Medical applications for the flow of carbon-nanotubes suspended nanofluids in the presence of convective condition using Laplace transform

Abstract

In nano-medicine, attempts of using the carbon-nanotubes (CNTs) as drug-carriers are undertaken especially in the treatment of cancer. These (CNTs) are first injected into the blood which then reach the tumor cite under the actions of the waves propagated by the walls of the arteries with an external force such as a magnetic field or laser beams. The flow near the boundary of the artery may be treated as a boundary layer flow only for simplification as we consider here. In applied science, the flow and heat transfer of CNTs are usually described by systems of nonlinear differential equations. Due to nonlinearities, the exact solutions of such systems cannot be obtained in most cases.
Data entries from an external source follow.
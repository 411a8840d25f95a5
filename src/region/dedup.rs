use std::cmp::Ordering;

use super::Detection;

pub const DEFAULT_IOU_THRESHOLD: f32 = 0.5;

/// Greedy non-max suppression. Keeps the best-scoring detection of every
/// overlapping cluster; equal scores keep detection order. Survivors are
/// returned in detection order, not score order.
pub fn deduplicate(detections: Vec<Detection>, iou_threshold: f32) -> Vec<Detection> {
    let mut sorted: Vec<(usize, Detection)> = detections.into_iter().enumerate().collect();
    sorted.sort_by(|(_, a), (_, b)| b.score.partial_cmp(&a.score).unwrap_or(Ordering::Equal));

    let mut kept: Vec<(usize, Detection)> = Vec::with_capacity(sorted.len());
    'outer: for (idx, candidate) in sorted {
        for (_, existing) in &kept {
            if existing.bbox.iou(&candidate.bbox) > iou_threshold {
                continue 'outer;
            }
        }
        kept.push((idx, candidate));
    }
    kept.sort_by_key(|(idx, _)| *idx);
    kept.into_iter().map(|(_, detection)| detection).collect()
}
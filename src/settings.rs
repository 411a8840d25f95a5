use anyhow::{Context, Result, anyhow};
use serde::{Deserialize, Serialize};
use std::fs;
use std::path::{Path, PathBuf};

const DEFAULT_SETTINGS_TOML: &str = include_str!("../settings.toml");

#[derive(Debug, Clone, Default)]
pub struct Settings {
    pub translator: TranslatorSettings,
    pub layout: LayoutSettings,
    pub ocr: OcrSettings,
    pub font: FontSettings,
    pub pipeline: PipelineSettings,
}

#[derive(Debug, Clone)]
pub struct TranslatorSettings {
    pub kind: String,
    pub model: Option<String>,
    pub key: Option<String>,
    pub base_url: Option<String>,
    pub temperature: f32,
    /// Upper bound on translation calls in flight for one page.
    pub concurrency: usize,
}

impl Default for TranslatorSettings {
    fn default() -> Self {
        Self {
            kind: "openai".to_string(),
            model: None,
            key: None,
            base_url: None,
            temperature: 0.2,
            concurrency: num_cpus::get().max(1),
        }
    }
}

#[derive(Debug, Clone)]
pub struct LayoutSettings {
    pub kind: String,
    pub endpoint: Option<String>,
    pub score_threshold: f32,
    pub dpi: u32,
}

impl Default for LayoutSettings {
    fn default() -> Self {
        Self {
            kind: "http".to_string(),
            endpoint: None,
            score_threshold: 0.8,
            dpi: 200,
        }
    }
}

#[derive(Debug, Clone)]
pub struct OcrSettings {
    pub kind: String,
    pub languages: String,
    pub psm: u32,
}

impl Default for OcrSettings {
    fn default() -> Self {
        Self {
            kind: "tesseract".to_string(),
            languages: "eng".to_string(),
            psm: 6,
        }
    }
}

#[derive(Debug, Clone)]
pub struct FontSettings {
    pub kind: String,
    pub base_size: f32,
    pub family: String,
    pub path: Option<String>,
    pub fallback: Vec<String>,
}

impl Default for FontSettings {
    fn default() -> Self {
        Self {
            kind: "simple".to_string(),
            base_size: crate::font::DEFAULT_BASE_SIZE,
            family: crate::font::DEFAULT_FAMILY.to_string(),
            path: None,
            fallback: vec!["serif".to_string()],
        }
    }
}

#[derive(Debug, Clone, Copy, Default, PartialEq, Eq, Deserialize, Serialize)]
#[serde(rename_all = "lowercase")]
pub enum OverflowPolicy {
    /// Render at the selected band; text below the region is cut off.
    #[default]
    Clip,
    /// Step down through smaller bands until the wrapped text fits.
    Shrink,
}

#[derive(Debug, Clone)]
pub struct PipelineSettings {
    pub deduplicate: bool,
    pub iou_threshold: f32,
    pub overflow: OverflowPolicy,
    pub passthrough_height: u32,
    pub report: bool,
}

impl Default for PipelineSettings {
    fn default() -> Self {
        Self {
            deduplicate: false,
            iou_threshold: crate::region::DEFAULT_IOU_THRESHOLD,
            overflow: OverflowPolicy::Clip,
            passthrough_height: 1400,
            report: false,
        }
    }
}

#[derive(Debug, Default, Deserialize)]
struct SettingsFile {
    translator: Option<TranslatorFile>,
    layout: Option<LayoutFile>,
    ocr: Option<OcrFile>,
    font: Option<FontFile>,
    pipeline: Option<PipelineFile>,
}

#[derive(Debug, Default, Deserialize)]
struct TranslatorFile {
    #[serde(rename = "type")]
    kind: Option<String>,
    model: Option<String>,
    key: Option<String>,
    base_url: Option<String>,
    temperature: Option<f32>,
    concurrency: Option<usize>,
}

#[derive(Debug, Default, Deserialize)]
struct LayoutFile {
    #[serde(rename = "type")]
    kind: Option<String>,
    endpoint: Option<String>,
    score_threshold: Option<f32>,
    dpi: Option<u32>,
}

#[derive(Debug, Default, Deserialize)]
struct OcrFile {
    #[serde(rename = "type")]
    kind: Option<String>,
    languages: Option<String>,
    psm: Option<u32>,
}

#[derive(Debug, Default, Deserialize)]
struct FontFile {
    #[serde(rename = "type")]
    kind: Option<String>,
    base_size: Option<f32>,
    family: Option<String>,
    path: Option<String>,
    fallback: Option<Vec<String>>,
}

#[derive(Debug, Default, Deserialize)]
struct PipelineFile {
    deduplicate: Option<bool>,
    iou_threshold: Option<f32>,
    overflow: Option<OverflowPolicy>,
    passthrough_height: Option<u32>,
    report: Option<bool>,
}

/// Loads the built-in defaults, then `./settings.toml`,
/// `./settings.local.toml` and finally `extra_path`.
pub fn load_settings(extra_path: Option<&Path>) -> Result<Settings> {
    let mut settings = Settings::default();
    settings.merge_str(DEFAULT_SETTINGS_TOML, "built-in settings")?;

    let mut ordered_paths = vec![
        PathBuf::from("settings.toml"),
        PathBuf::from("settings.local.toml"),
    ];
    if let Some(extra) = extra_path {
        if !extra.exists() {
            return Err(anyhow!("settings file not found: {}", extra.display()));
        }
        ordered_paths.push(extra.to_path_buf());
    }

    for path in ordered_paths {
        if path.exists() {
            let content = fs::read_to_string(&path)
                .with_context(|| format!("failed to read settings: {}", path.display()))?;
            settings.merge_str(&content, &path.display().to_string())?;
        }
    }

    Ok(settings)
}

impl Settings {
    pub fn merge_str(&mut self, content: &str, origin: &str) -> Result<()> {
        let parsed: SettingsFile = toml::from_str(content)
            .with_context(|| format!("failed to parse settings: {}", origin))?;
        self.merge(parsed);
        Ok(())
    }

    fn merge(&mut self, incoming: SettingsFile) {
        if let Some(translator) = incoming.translator {
            let target = &mut self.translator;
            if let Some(kind) = non_empty(translator.kind) {
                target.kind = kind;
            }
            if let Some(model) = non_empty(translator.model) {
                target.model = Some(model);
            }
            if let Some(key) = non_empty(translator.key) {
                target.key = Some(key);
            }
            if let Some(url) = non_empty(translator.base_url) {
                target.base_url = Some(url);
            }
            if let Some(temperature) = translator.temperature
                && temperature >= 0.0
            {
                target.temperature = temperature;
            }
            if let Some(concurrency) = translator.concurrency
                && concurrency > 0
            {
                target.concurrency = concurrency;
            }
        }
        if let Some(layout) = incoming.layout {
            let target = &mut self.layout;
            if let Some(kind) = non_empty(layout.kind) {
                target.kind = kind;
            }
            if let Some(endpoint) = non_empty(layout.endpoint) {
                target.endpoint = Some(endpoint);
            }
            if let Some(threshold) = layout.score_threshold {
                target.score_threshold = threshold;
            }
            if let Some(dpi) = layout.dpi
                && dpi > 0
            {
                target.dpi = dpi;
            }
        }
        if let Some(ocr) = incoming.ocr {
            if let Some(kind) = non_empty(ocr.kind) {
                self.ocr.kind = kind;
            }
            if let Some(languages) = non_empty(ocr.languages) {
                self.ocr.languages = languages;
            }
            if let Some(psm) = ocr.psm {
                self.ocr.psm = psm;
            }
        }
        if let Some(font) = incoming.font {
            let target = &mut self.font;
            if let Some(kind) = non_empty(font.kind) {
                target.kind = kind;
            }
            if let Some(size) = font.base_size
                && size > 0.0
            {
                target.base_size = size;
            }
            if let Some(family) = non_empty(font.family) {
                target.family = family;
            }
            if let Some(path) = non_empty(font.path) {
                target.path = Some(path);
            }
            if let Some(fallback) = font.fallback {
                target.fallback = fallback;
            }
        }
        if let Some(pipeline) = incoming.pipeline {
            let target = &mut self.pipeline;
            if let Some(deduplicate) = pipeline.deduplicate {
                target.deduplicate = deduplicate;
            }
            if let Some(threshold) = pipeline.iou_threshold {
                target.iou_threshold = threshold;
            }
            if let Some(overflow) = pipeline.overflow {
                target.overflow = overflow;
            }
            if let Some(height) = pipeline.passthrough_height
                && height > 0
            {
                target.passthrough_height = height;
            }
            if let Some(report) = pipeline.report {
                target.report = report;
            }
        }
    }
}

fn non_empty(value: Option<String>) -> Option<String> {
    value.filter(|value| !value.trim().is_empty())
}
use anyhow::{Context, Result};
use axum::body::Body;
use axum::extract::State;
use axum::http::{HeaderMap, HeaderValue, Method, Request, Response, StatusCode, header};
use axum::middleware::Next;
use axum::response::IntoResponse;
use axum::routing::{get, post};
use axum::{Json, Router};
use base64::Engine;
use base64::engine::general_purpose::STANDARD as BASE64;
use std::sync::Arc;
use tracing::info;

use super::models::{LanguagesResponse, ServerError, TranslatePdfRequest};
use crate::pipeline::{DefaultPipeline, off_runtime};

type ServerState = Arc<DefaultPipeline>;

pub fn router(pipeline: DefaultPipeline) -> Router {
    Router::new()
        .route("/health", get(health))
        .route("/languages", get(languages))
        .route("/translate_pdf", post(translate_pdf))
        .with_state(Arc::new(pipeline))
        .layer(axum::middleware::from_fn(cors_middleware))
}

pub async fn run_server(pipeline: DefaultPipeline, addr: String) -> Result<()> {
    let app = router(pipeline);
    let listener = tokio::net::TcpListener::bind(&addr)
        .await
        .with_context(|| "failed to bind server address")?;
    info!("listening on {}", addr);
    axum::serve(listener, app).await?;
    Ok(())
}

async fn health() -> impl IntoResponse {
    (StatusCode::OK, Json(serde_json::json!({ "status": "ok" })))
}

async fn languages(State(state): State<ServerState>) -> Json<LanguagesResponse> {
    Json(LanguagesResponse {
        languages: state.languages(),
    })
}

async fn translate_pdf(
    State(state): State<ServerState>,
    Json(payload): Json<TranslatePdfRequest>,
) -> Result<Response<Body>, ServerError> {
    let document = payload.document;
    if document.from_lang.trim().is_empty() || document.to_lang.trim().is_empty() {
        return Err(ServerError::bad_request("from_lang and to_lang are required"));
    }
    let pdf = BASE64
        .decode(payload.pdf_base64.trim())
        .map_err(|err| ServerError::bad_request(format!("invalid pdf_base64: {}", err)))?;
    if pdf.is_empty() {
        return Err(ServerError::bad_request("pdf_base64 is empty"));
    }

    let bytes = off_runtime(move || async move {
        let dir = tempfile::tempdir().with_context(|| "failed to create request dir")?;
        let output = state.translate_pdf(&pdf, &document, dir.path()).await?;
        std::fs::read(&output.pdf_path)
            .with_context(|| format!("failed to read {}", output.pdf_path.display()))
    })
    .await?;

    let mut response = Response::new(Body::from(bytes));
    response.headers_mut().insert(
        header::CONTENT_TYPE,
        HeaderValue::from_static("application/pdf"),
    );
    Ok(response)
}

async fn cors_middleware(req: Request<Body>, next: Next) -> Result<Response<Body>, StatusCode> {
    if req.method() == Method::OPTIONS {
        let mut response = Response::new(Body::empty());
        *response.status_mut() = StatusCode::NO_CONTENT;
        apply_cors_headers(response.headers_mut());
        return Ok(response);
    }
    let mut response = next.run(req).await;
    apply_cors_headers(response.headers_mut());
    Ok(response)
}

fn apply_cors_headers(headers: &mut HeaderMap) {
    headers.insert("access-control-allow-origin", HeaderValue::from_static("*"));
    headers.insert(
        "access-control-allow-methods",
        HeaderValue::from_static("GET,POST,OPTIONS"),
    );
    headers.insert(
        "access-control-allow-headers",
        HeaderValue::from_static("content-type,authorization"),
    );
}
In this paper, an effective analytical procedure is proposed to deduce the exact solution of a system of nonlinear differential equations describing the effect of a convective heat condition on the flow and the heat transfer of carbon-nanotube suspended nanofluids with suction/injection in the presence of a magnetic field. The heat transfer equation is solved via applying Laplace transform and the solution is expressed in terms of the generalized incomplete gamma function. Also, it is proved that the present exact solutions for the flow and the heat transfer reduce to those in literature in the absence of the suction/injection and the convective parameters. The results declare that the temperature profiles are very sensitive regarding the value assigned to the convective parameter. Moreover, the effects of other physical parameters on the studied phenomena are displayed through graphs. Besides, possible applications of the current results have been also discussed.